人間が味覚を意識するのは、90%以上が視覚によるもので、食べたら危険とか、危ないと感じることも見ることで直感的に知っている。脳の機能の半分くらいは、視覚の処理に使われているのだ。

 

味覚によるものは、僅か1%なんだとか。

また、人工着色剤の歴史は、実は石炭を燃焼させる時に出来るコールタールのような、炭化水素化合物のような化学式を持つものである。タール系色素とも言う。つまり人工着色剤は、体に毒だと言う事。こういう化学物質を人間は人工着色剤として1900年代の初めから食材に大量に使って来た一体誰が石炭由来のこの物質を安全だと言って使ってきたのか。

昔から多くの人工着色剤は、FDAに登録申請されており、少量の使用は健康に問題ないと言われても、我々は毎日モノを食べるし、飲む。安全性の担保は、形式的なものである。

 

この問題に火がつき始めたのは、ドイツ、英国。発がん性が言われ始めている。子供の多動症(ADHD)と合着との因果関係。欧州発の研究が公表され始めたのは、2010年と比較的まだ日が浅い。以前米国の展示会で偶然知り合ったドイツのGNTと言う食品着色剤メーカーを訪問、技術的な事を色々話し合ったことがある。彼らはいち早く子供たちが良く食べる、グミキャンディーのブルー色素を、中国製のスピルリナから抽出した天然のフィコシアニンブルーに切り替えたと言っていた。確かに今市販されているグミキャンのブルーは、中国製スピルリナを抽出したブルー。

当時僕は、スピルリナの販売の責任者をやっていて、カリフォルニア州で栽培、培養しているスピルリナも使って見てくれ、とお願いしていた。我々は既に人工着色剤の危険性を知っていて、ブランドメーカーへその問題を提案、天然着色材のフィコシアニンを使用して欲しいと言う提案も行った。しかし何度もグローバルな大手食品メーカーの厚い壁に跳ね返され、打ちのめされた。

 

人間の視覚のトリックを使って長い間、危険な合成着色剤を使用し続けてきた。モノを知らない、知識がないというのは、命を危険に晒すというのと同じことだ。特に子供が問題となる。

 

人間の視覚の錯覚を利用したマーケティングの方法論なども紹介されていた。こういう発想は、化学の本質から外れている。化学の役割は、人間生活を安全に。快適に導く必要がある。黒いものはクロ、と言い切る度胸が必要なのだ。

 

青い食材は、食品メーカーの最後の関門で、合着に代わる新しい代替物は簡単に見つからない。数年前のことだが、米国大学の薬学部の院生が、その物質をイエローストーンの熱水で生きる或る種の藻類の中に含有していることを発見した。
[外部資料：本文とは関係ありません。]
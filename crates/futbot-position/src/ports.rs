//! Collaborator ports consumed by the exit subsystem.
//!
//! The exchange client, trade journal, session statistics and notifier are
//! external. The core only sees these traits; adapters live elsewhere
//! (see [`crate::stub`] for in-memory implementations).

use async_trait::async_trait;
use rust_decimal::Decimal;
use serde::{Deserialize, Serialize};

#[cfg(test)]
use mockall::automock;

use futbot_core::{ExitType, PositionSide, Price, Size};

use crate::error::{ExchangeResult, JournalError, NotifyError, StatsError};

// =============================================================================
// Exchange
// =============================================================================

/// Close `percentage`% of the position on the exchange.
#[derive(Debug, Clone, PartialEq, Eq, Serialize)]
pub struct ClosePositionRequest {
    pub position_id: String,
    pub symbol: String,
    pub side: PositionSide,
    pub percentage: Decimal,
}

#[derive(Debug, Clone, PartialEq, Eq, Serialize)]
pub struct UpdateStopLossRequest {
    pub position_id: String,
    pub symbol: String,
    pub side: PositionSide,
    pub new_price: Price,
}

/// Native exchange trailing stop.
#[derive(Debug, Clone, PartialEq, Eq, Serialize)]
pub struct TrailingStopRequest {
    pub symbol: String,
    pub side: PositionSide,
    pub activation_price: Price,
    pub trailing_percent: Decimal,
}

/// Exchange operations used by the exit paths.
///
/// `AlreadyClosed`/`ReduceOnlyRejected` errors are recovered as success by
/// the callers; every other error fails the enclosing operation.
#[async_trait]
pub trait ExchangeClient: Send + Sync {
    async fn close_position(&self, request: ClosePositionRequest) -> ExchangeResult<()>;

    async fn update_stop_loss(&self, request: UpdateStopLossRequest) -> ExchangeResult<()>;

    async fn cancel_all_conditional_orders(&self, symbol: &str) -> ExchangeResult<()>;

    async fn get_current_price(&self, symbol: &str) -> ExchangeResult<Price>;

    /// Native trailing stop support, if the venue has it.
    fn trailing_stop(&self) -> Option<&dyn TrailingStopCapability> {
        None
    }

    /// In-place take-profit amendment support, if the venue has it.
    fn take_profit_amender(&self) -> Option<&dyn TakeProfitAmender> {
        None
    }
}

#[async_trait]
pub trait TrailingStopCapability: Send + Sync {
    async fn set_trailing_stop(&self, request: TrailingStopRequest) -> ExchangeResult<()>;
}

#[async_trait]
pub trait TakeProfitAmender: Send + Sync {
    async fn update_take_profit(&self, order_id: &str, new_price: Price) -> ExchangeResult<()>;
}

// =============================================================================
// Journal
// =============================================================================

#[derive(Debug, Clone, Copy, PartialEq, Eq, Serialize, Deserialize)]
#[serde(rename_all = "UPPERCASE")]
pub enum TradeStatus {
    Open,
    Closed,
}

/// Journal view of a trade.
#[derive(Debug, Clone, PartialEq, Eq, Serialize, Deserialize)]
pub struct JournalTrade {
    pub journal_id: String,
    pub status: TradeStatus,
    pub exit_condition: Option<String>,
}

/// Payload written to the journal when a trade closes.
#[derive(Debug, Clone, PartialEq, Eq, Serialize)]
#[serde(rename_all = "camelCase")]
pub struct TradeCloseRecord {
    pub journal_id: String,
    pub position_id: String,
    pub symbol: String,
    pub side: PositionSide,
    pub exit_type: ExitType,
    pub exit_reason: String,
    pub exit_price: Price,
    pub quantity: Size,
    pub realized_pnl: Decimal,
    pub pnl_percent: Decimal,
    pub fees: Decimal,
    pub tp_levels_hit: Vec<u8>,
    pub holding_time_ms: u64,
    pub holding_time_minutes: Decimal,
    pub holding_time_hours: Decimal,
    pub stopped_out: bool,
    pub sl_moved_to_breakeven: bool,
    pub trailing_stop_activated: bool,
    pub closed_at: u64,
}

#[cfg_attr(test, automock)]
#[async_trait]
pub trait TradeJournal: Send + Sync {
    async fn get_trade(&self, journal_id: &str) -> Result<Option<JournalTrade>, JournalError>;

    async fn record_trade_close(&self, record: TradeCloseRecord) -> Result<(), JournalError>;
}

// =============================================================================
// Session stats
// =============================================================================

#[derive(Debug, Clone, PartialEq, Eq, Serialize)]
#[serde(rename_all = "camelCase")]
pub struct StopLossSummary {
    pub initial: Price,
    #[serde(rename = "final")]
    pub final_price: Price,
    pub moved_to_breakeven: bool,
    pub trailing_activated: bool,
}

#[derive(Debug, Clone, PartialEq, Eq, Serialize)]
#[serde(rename_all = "camelCase")]
pub struct TradeExitStats {
    pub exit_price: Price,
    pub pnl: Decimal,
    pub pnl_percent: Decimal,
    pub exit_type: ExitType,
    pub tp_hit_levels: Vec<u8>,
    pub holding_time_ms: u64,
    pub stop_loss: StopLossSummary,
}

#[async_trait]
pub trait SessionStats: Send + Sync {
    async fn update_trade_exit(&self, journal_id: &str, stats: TradeExitStats)
        -> Result<(), StatsError>;
}

// =============================================================================
// Notifier
// =============================================================================

/// Operator notification channel. Failures are swallowed by callers.
#[cfg_attr(test, automock)]
#[async_trait]
pub trait Notifier: Send + Sync {
    async fn send_alert(&self, text: &str) -> Result<(), NotifyError>;
}

// =============================================================================
// Partial-close ledger
// =============================================================================

/// Net result of a trade including every partial fill.
#[derive(Debug, Clone, Copy, PartialEq, Eq, Default)]
pub struct FinalPnl {
    pub pnl_gross: Decimal,
    pub pnl_net: Decimal,
    pub fees: Decimal,
}

/// Bookkeeping of partial TP fills for one position.
///
/// Owned by the position lifecycle and only invoked from the serialized exit
/// path, so it takes `&mut self` and carries no lock of its own.
pub trait PartialCloseLedger: Send {
    fn record_partial_close(&mut self, level: u8, qty: Size, price: Price);

    /// Total PnL if the remainder closes at `exit_price`.
    fn calculate_final_pnl(&self, exit_price: Price) -> FinalPnl;

    /// Levels with a recorded fill, ascending and unique.
    fn tp_levels_hit(&self) -> Vec<u8>;
}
University of Illinois grad student in pharmacognosy (the study of medicinal substances found in nature), who has spent several years searching for new blues, recently found a previously unknown blue pigment in algae growing in a hot spring in Yellowstone National Park.

問題はこのブルーの物質の化学構成、安全性が担保できるのかどうか。この学生さん、頑張って研究を継続し、Scientistの王道を走って欲しい。